Sessions daily files

Path pattern:

  • sessions/daily/YYYY-MM-DD.sessions.jsonl

Rules:

  • One JSON object per line
  • UTF-8
  • Deterministic ordering is recommended but not required
  • Must exist even if empty

Sessions daily manifest files

Path pattern:

  • sessions/manifest/YYYY-MM-DD.sessions.manifest.json

Must exist even if the sessions file is empty.

Clusters daily files

Path pattern:

  • clusters/daily/YYYY-MM-DD.clusters.jsonl or clusters/daily/YYYY-MM-DD.clusters.parquet

Pick one as canonical and keep it stable. If both exist, the manifest must declare which is canonical.

Rules:

  • Must exist even if empty

Clusters daily manifest files

Path pattern:

  • clusters/manifest/YYYY-MM-DD.clusters.manifest.json

Must exist even if the clusters file is empty.

Canonical session schema

Required fields

  • schema_version
    String. Example: session.v1

  • session_id
    String. Stable, deterministic for a given input set and window semantics.

  • day
    String. YYYY-MM-DD. The day partition for this output file.

  • window
    Object describing how the session window was formed.

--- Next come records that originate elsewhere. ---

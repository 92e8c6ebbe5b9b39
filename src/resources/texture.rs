use anyhow::Context as _;
use image::RgbaImage;

#[cfg(target_arch = "wasm32")]
fn format_url(asset_root: &str, file_name: &str) -> anyhow::Result<reqwest::Url> {
    let window = web_sys::window().context("No browser window")?;
    let origin = window
        .location()
        .origin()
        .map_err(|e| anyhow::anyhow!("Cannot read the page origin: {:?}", e))?;
    let root = asset_root.trim_start_matches("./").trim_end_matches('/');
    let base = reqwest::Url::parse(&format!("{}/{}/", origin, root))?;
    Ok(base.join(file_name)?)
}

/// Read an asset relative to `asset_root`.
///
/// Native builds read from disk, web builds fetch from the page origin.
pub async fn load_binary(asset_root: &str, file_name: &str) -> anyhow::Result<Vec<u8>> {
    #[cfg(target_arch = "wasm32")]
    let data = {
        let url = format_url(asset_root, file_name)?;
        reqwest::get(url.clone())
            .await?
            .error_for_status()
            .with_context(|| format!("Fetching {}", url))?
            .bytes()
            .await?
            .to_vec()
    };
    #[cfg(not(target_arch = "wasm32"))]
    let data = {
        let path = std::path::Path::new(asset_root).join(file_name);
        tokio::fs::read(&path)
            .await
            .with_context(|| format!("Reading {}", path.display()))?
    };

    Ok(data)
}

/// Decode an image file of any format `image` recognises into RGBA8.
pub fn decode_rgba(bytes: &[u8], file_name: &str) -> anyhow::Result<RgbaImage> {
    let img = image::load_from_memory(bytes).with_context(|| format!("Decoding {}", file_name))?;
    Ok(img.to_rgba8())
}

pub async fn load_rgba(asset_root: &str, file_name: &str) -> anyhow::Result<RgbaImage> {
    let data = load_binary(asset_root, file_name).await?;
    decode_rgba(&data, file_name)
}

/// Load the six faces of a cube map concurrently, keeping their order.
pub async fn load_cube_faces(asset_root: &str, faces: &[String; 6]) -> anyhow::Result<Vec<RgbaImage>> {
    futures::future::try_join_all(faces.iter().map(|face| load_rgba(asset_root, face))).await
}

Required keys inside window:

  • window_type
    String. Example: gap_based or fixed

  • start_ts_ms
    Integer.

  • end_ts_ms
    Integer.

  • timezone
    String. IANA timezone name. Example: America/New_York

  • event_ids
    Array of strings. Each must be an event_id from the Event Bus.

  • event_count
    Integer. Must equal len(event_ids).

  • source
    Object. Provenance of the sessionization process.

Minimum required keys inside source:

  • input_manifest_day
    String. YYYY-MM-DD for the Event Bus manifest consumed.

  • input_manifest_sha256
    String. Integrity anchor for the consumed Event Bus daily file.

  • sessionizer_version
    String. Producer version marker or git commit.

Optional fields

Optional fields may appear and consumers must ignore unknown fields.

Common examples:

  • conversation_ids array
  • title_candidates array
  • labels array
  • suc_id string
  • workspace string
  • notes string
  • metrics object such as token counts, duration, etc.

Evidence pointer fields

Sessions must be traceable back to concrete evidence. The minimal evidence is event_ids, but evidence pointers allow stable cross-artifact linking.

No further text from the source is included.